We can optimize this even further by storing the radix representation of strings (see:Cormen's section in Hashing) and the problem will be reduced to binary search of numbers.

distance problem

A turnpike consists of n-1 stretches of road between n toll stations; Each stretch has an associated cost of travel. It is trivial to tell the cost of going between any 2 stations in O(n) time using only an array of the costs, or in constant time using a table of O(n^2) entries. Describe a data structure that requires O(n) space but allows the cost of any route to be computed in constant time.

Answer:

|------|-----|-----|-----|--------|
   a      b     c     d       e

An entry i in an array stores the sum of distance from the start of all stations <=i

i.e
distance[1] = a;
distance[2] = a+b;
distance[3] = a+b+c; 
and so on,

So distance between any two given stations i and j, distance[j] - distance[i]

Combinations of Brackets

Develop an algorithm to find out all valid combinations of n brackets. Like for n =3 possible combinations can be ((())) or ()()() or (()()) and so on.
Answer:

Use a stack. 
while( not end of input )
{
  ch = input character
  if ( ch is '(' ) then push it to stack.
  else pop from stack., and if the poped item is not '(' then error.
}
The stack should be empty now.

Merge unsorted linked lists

Write the algorithm to merge two unsorted linked lists.

Answer:^[1]

The bucket sort will give the best performance.

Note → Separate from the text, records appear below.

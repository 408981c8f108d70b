//! Directory sharding for volume and snapshot files.
//!
//! The array degrades when a directory holds too many entries, so every
//! volume and snapshot file lives in one of [`SHARD_COUNT`] subdirectories
//! chosen by hashing the entity ID.  A shard the array reports as full is
//! remembered in a process-local set and skipped by later allocations until
//! a live count shows it has room again.

use std::collections::HashSet;
use std::os::unix::fs::MetadataExt;
use std::path::{Path, PathBuf};
use tracing::{debug, info, warn};

use crate::error::CsiError;
use crate::tool::{StorageTool, parse_dir_entry_count};

/// Number of shard directories per entity kind.
pub const SHARD_COUNT: u32 = 1000;

/// Entries a shard may hold before it counts as full.
pub const DIR_ENTRY_LIMIT: usize = 1000;

/// Which namespace a shard belongs to.
#[derive(Debug, Clone, Copy, PartialEq, Eq)]
pub enum ShardKind {
    Volume,
    Snapshot,
}

impl ShardKind {
    /// Directory holding every shard of this kind, relative to the mount.
    pub fn base(self) -> &'static str {
        match self {
            Self::Volume => "/kubernetes/volumes",
            Self::Snapshot => "/kubernetes/snapshots",
        }
    }

    /// Relative path prefix; the shard index is appended to it.
    pub fn prefix(self) -> &'static str {
        match self {
            Self::Volume => "/kubernetes/volumes/volume_",
            Self::Snapshot => "/kubernetes/snapshots/snapshot_",
        }
    }
}

/// A chosen shard directory.
#[derive(Debug, Clone, PartialEq, Eq)]
pub struct ShardDir {
    pub index: u32,
    /// Absolute path on this node.
    pub local: PathBuf,
    /// Path relative to the array mount root.
    pub relative: String,
}

impl ShardDir {
    fn new(mount_root: &Path, kind: ShardKind, index: u32) -> Self {
        let relative = format!("{}{index}", kind.prefix());
        Self {
            index,
            local: join_relative(mount_root, &relative),
            relative,
        }
    }

    /// Relative path of `file_name` inside this shard.
    pub fn entry(&self, file_name: &str) -> String {
        format!("{}/{file_name}", self.relative)
    }
}

/// Join a mount-relative path (`/kubernetes/...`) onto the mount root.
pub fn join_relative(mount_root: &Path, relative: &str) -> PathBuf {
    mount_root.join(relative.trim_start_matches('/'))
}

/// CRC-32 (IEEE) of `id`, reduced to a shard index.
pub fn shard_hash(id: &str) -> u32 {
    crc32fast::hash(id.as_bytes()) % SHARD_COUNT
}

/// Inode of a local path.
pub async fn path_inode(path: &Path) -> Result<u64, CsiError> {
    let meta = tokio::fs::metadata(path)
        .await
        .map_err(|e| CsiError::Internal(format!("stat {}: {e}", path.display())))?;
    Ok(meta.ino())
}

/// Picks shard directories and tracks the ones known to be full.
#[derive(Debug, Default)]
pub struct DirectoryAllocator {
    full: HashSet<String>,
}

impl DirectoryAllocator {
    pub fn new() -> Self {
        Self::default()
    }

    pub fn is_full(&self, relative_dir: &str) -> bool {
        self.full.contains(relative_dir)
    }

    pub fn mark_full(&mut self, relative_dir: &str) {
        if self.full.insert(relative_dir.to_owned()) {
            info!(dir = %relative_dir, "shard marked full");
        }
    }

    /// Forget the full mark of a shard.  Returns whether it was marked.
    pub fn clear_full(&mut self, relative_dir: &str) -> bool {
        let was = self.full.remove(relative_dir);
        if was {
            info!(dir = %relative_dir, "shard no longer full");
        }
        was
    }

    /// Shard for `id`: its hash shard, or the next one not marked full.
    /// The directory is created if needed.
    pub async fn allocate(
        &self,
        mount_root: &Path,
        kind: ShardKind,
        id: &str,
    ) -> Result<ShardDir, CsiError> {
        let hash = shard_hash(id);
        let index = (0..SHARD_COUNT)
            .map(|i| (hash + i) % SHARD_COUNT)
            .find(|&idx| !self.is_full(&format!("{}{idx}", kind.prefix())))
            .ok_or_else(|| {
                CsiError::ResourceExhausted(format!("every {kind:?} shard is full, cannot place {id}"))
            })?;

        let dir = ShardDir::new(mount_root, kind, index);
        ensure_dir(&dir.local).await?;
        debug!(%id, dir = %dir.relative, "allocated shard");
        Ok(dir)
    }

    /// Shard for a retry after the first choice reported "no space".
    ///
    /// Candidates start after the hash shard and move by growing strides; a
    /// candidate is taken only when it is not marked full and the array
    /// reports fewer than [`DIR_ENTRY_LIMIT`] entries in it.
    pub async fn reallocate(
        &self,
        mount_root: &Path,
        kind: ShardKind,
        id: &str,
        tool: &dyn StorageTool,
    ) -> Result<ShardDir, CsiError> {
        let mut index = (shard_hash(id) + 1) % SHARD_COUNT;
        let mut stride = 1;
        while stride < SHARD_COUNT {
            let dir = ShardDir::new(mount_root, kind, index);
            if !self.is_full(&dir.relative) && has_room(&dir.local, tool).await {
                info!(%id, dir = %dir.relative, "reallocated shard");
                return Ok(dir);
            }
            stride += 1;
            index = (index + stride) % SHARD_COUNT;
        }
        Err(CsiError::ResourceExhausted(format!(
            "no {kind:?} shard with free entries for {id}"
        )))
    }

    /// After a delete in `relative_dir`, clear its full mark when the array
    /// shows room again.
    pub async fn release(&mut self, mount_root: &Path, relative_dir: &str, tool: &dyn StorageTool) {
        if !self.is_full(relative_dir) {
            return;
        }
        let local = join_relative(mount_root, relative_dir);
        if has_room(&local, tool).await {
            self.clear_full(relative_dir);
        }
    }
}

/// Live check of a shard's entry count.  Any failure counts as "no room".
async fn has_room(local_dir: &Path, tool: &dyn StorageTool) -> bool {
    match live_entry_count(local_dir, tool).await {
        Ok(Some(count)) => count < DIR_ENTRY_LIMIT,
        Ok(None) => false,
        Err(e) => {
            warn!(dir = %local_dir.display(), error = %e, "shard entry count unavailable");
            false
        }
    }
}

/// `Ok(Some(0))` for a shard the array has no attributes for yet.
async fn live_entry_count(
    local_dir: &Path,
    tool: &dyn StorageTool,
) -> Result<Option<usize>, CsiError> {
    ensure_dir(local_dir).await?;
    let inode = path_inode(local_dir).await?;
    let attributes = tool.directory_attributes(inode).await?;
    if attributes.trim().is_empty() {
        return Ok(Some(0));
    }
    Ok(parse_dir_entry_count(&attributes))
}

async fn ensure_dir(dir: &Path) -> Result<(), CsiError> {
    tokio::fs::create_dir_all(dir)
        .await
        .map_err(|e| CsiError::Internal(format!("create {}: {e}", dir.display())))
}

#[cfg(test)]
mod tests {
    use super::*;
    use crate::tool::fake::FakeTool;

    #[test]
    fn hash_is_deterministic_and_bounded() {
        for id in ["", "a", "0b4c5f3e-0000-4000-8000-000000000000", "ünïcødé"] {
            let h = shard_hash(id);
            assert!(h < SHARD_COUNT);
            assert_eq!(h, shard_hash(id));
        }
        assert_eq!(shard_hash(""), 0);
    }

    #[tokio::test]
    async fn allocate_uses_hash_shard_and_creates_it() {
        let root = tempfile::tempdir().unwrap();
        let alloc = DirectoryAllocator::new();
        let dir = alloc
            .allocate(root.path(), ShardKind::Volume, "vol-1")
            .await
            .unwrap();
        assert_eq!(dir.index, shard_hash("vol-1"));
        assert_eq!(dir.relative, format!("/kubernetes/volumes/volume_{}", dir.index));
        assert!(dir.local.is_dir());
        assert_eq!(dir.entry("vol-1_data"), format!("{}/vol-1_data", dir.relative));
    }

    #[tokio::test]
    async fn allocate_skips_full_shards() {
        let root = tempfile::tempdir().unwrap();
        let mut alloc = DirectoryAllocator::new();
        let h = shard_hash("snap-9");
        alloc.mark_full(&format!("/kubernetes/snapshots/snapshot_{h}"));
        alloc.mark_full(&format!("/kubernetes/snapshots/snapshot_{}", (h + 1) % SHARD_COUNT));

        let dir = alloc
            .allocate(root.path(), ShardKind::Snapshot, "snap-9")
            .await
            .unwrap();
        assert_eq!(dir.index, (h + 2) % SHARD_COUNT);
    }

    #[tokio::test]
    async fn allocate_exhausted_when_all_full() {
        let root = tempfile::tempdir().unwrap();
        let mut alloc = DirectoryAllocator::new();
        for i in 0..SHARD_COUNT {
            alloc.mark_full(&format!("/kubernetes/volumes/volume_{i}"));
        }
        let err = alloc
            .allocate(root.path(), ShardKind::Volume, "v")
            .await
            .unwrap_err();
        assert!(matches!(err, CsiError::ResourceExhausted(_)));
    }

    #[tokio::test]
    async fn reallocate_checks_live_count() {
        let root = tempfile::tempdir().unwrap();
        let tool = FakeTool::new(root.path());
        let mut alloc = DirectoryAllocator::new();
        let h = shard_hash("vol-x");
        alloc.mark_full(&format!("/kubernetes/volumes/volume_{h}"));

        // h+1 is crowded on the array, h+3 is marked full, h+6 has room.
        let crowded = ShardDir::new(root.path(), ShardKind::Volume, (h + 1) % SHARD_COUNT);
        std::fs::create_dir_all(&crowded.local).unwrap();
        tool.set_dir_entries(&crowded.local, DIR_ENTRY_LIMIT);
        alloc.mark_full(&format!("/kubernetes/volumes/volume_{}", (h + 3) % SHARD_COUNT));

        let dir = alloc
            .reallocate(root.path(), ShardKind::Volume, "vol-x", &tool)
            .await
            .unwrap();
        assert_eq!(dir.index, (h + 6) % SHARD_COUNT);
        assert!(dir.local.is_dir());
        assert_ne!(dir.index, h);
    }

    #[tokio::test]
    async fn release_clears_flag_only_with_room() {
        let root = tempfile::tempdir().unwrap();
        let tool = FakeTool::new(root.path());
        let mut alloc = DirectoryAllocator::new();
        let dir = ShardDir::new(root.path(), ShardKind::Volume, 5);
        std::fs::create_dir_all(&dir.local).unwrap();

        alloc.mark_full(&dir.relative);
        tool.set_dir_entries(&dir.local, DIR_ENTRY_LIMIT + 3);
        alloc.release(root.path(), &dir.relative, &tool).await;
        assert!(alloc.is_full(&dir.relative));

        tool.set_dir_entries(&dir.local, DIR_ENTRY_LIMIT - 1);
        alloc.release(root.path(), &dir.relative, &tool).await;
        assert!(!alloc.is_full(&dir.relative));

        // Not marked: no query at all.
        let before = tool.count("directory_attributes");
        alloc.release(root.path(), &dir.relative, &tool).await;
        assert_eq!(tool.count("directory_attributes"), before);
    }
}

Add both the linked lists to a bucket data structure and then its simple to perform the bucket sort.

The complexity depends on the input values and how well they can be uniformly distributed among the buckets.

Implement a Queue using two stacks.

Write and algorithm to implement a Queue using 2 Stacks.

Answer:

class Queue
{
    private:
        Stack s[2];
    public:
        Enqueue(T item)
        {
            if ( last operation was enqueue )
            {
                S[1].push(s[0].pop());
                s[0].push(item);
            }
            else
            {
                while( !s[0].isempty() )
                {
                    s[1].push( s[0].pop() );
                }
                s[0].push(item);
            }
        }

        Dequeue()
        {
            if( last operation was dequeue)
            {
                return s[0].pop();
            }
            else
            {
                while(!s[1].isempty())
                {
                    s[0].push( s[1].pop() );
                }
                return s[0].pop();
            }
        }

};

Data structure for elements of 0 - N-1

Propose a data structure for the following:
- The data structure would hold elements from 0 to N-1.
There is no order on the elements (no ascending/descending order
requirement)

The complexity of the operations should be as follows:
* Initialization - O(1)
* Insertion of an element - O(1)
* Deletion of an element - O(1)
* Finding a element - O(1)
* Deleting all elements - O(1)

answer:

use an array (dynamically alloced) of size n.
and array[n] will indicate the count of an element.

Heap problem

Consider a binary heap containing n numbers (the root stores the greatest number). You are given a positive integer k < n and a number x . You have to determine whether the kth largest element of the heap is greater than x or not. Your algorithm must take O(k) time. You may use O(k) extra storage.

Solution:

The Heap has n elements,

n n-1 n-2 .....k....3 2 1
               ^^^^^^^^^^
               The Kth largest element happens somewhere in this range, 
               because it is a heap, and every parent >= child.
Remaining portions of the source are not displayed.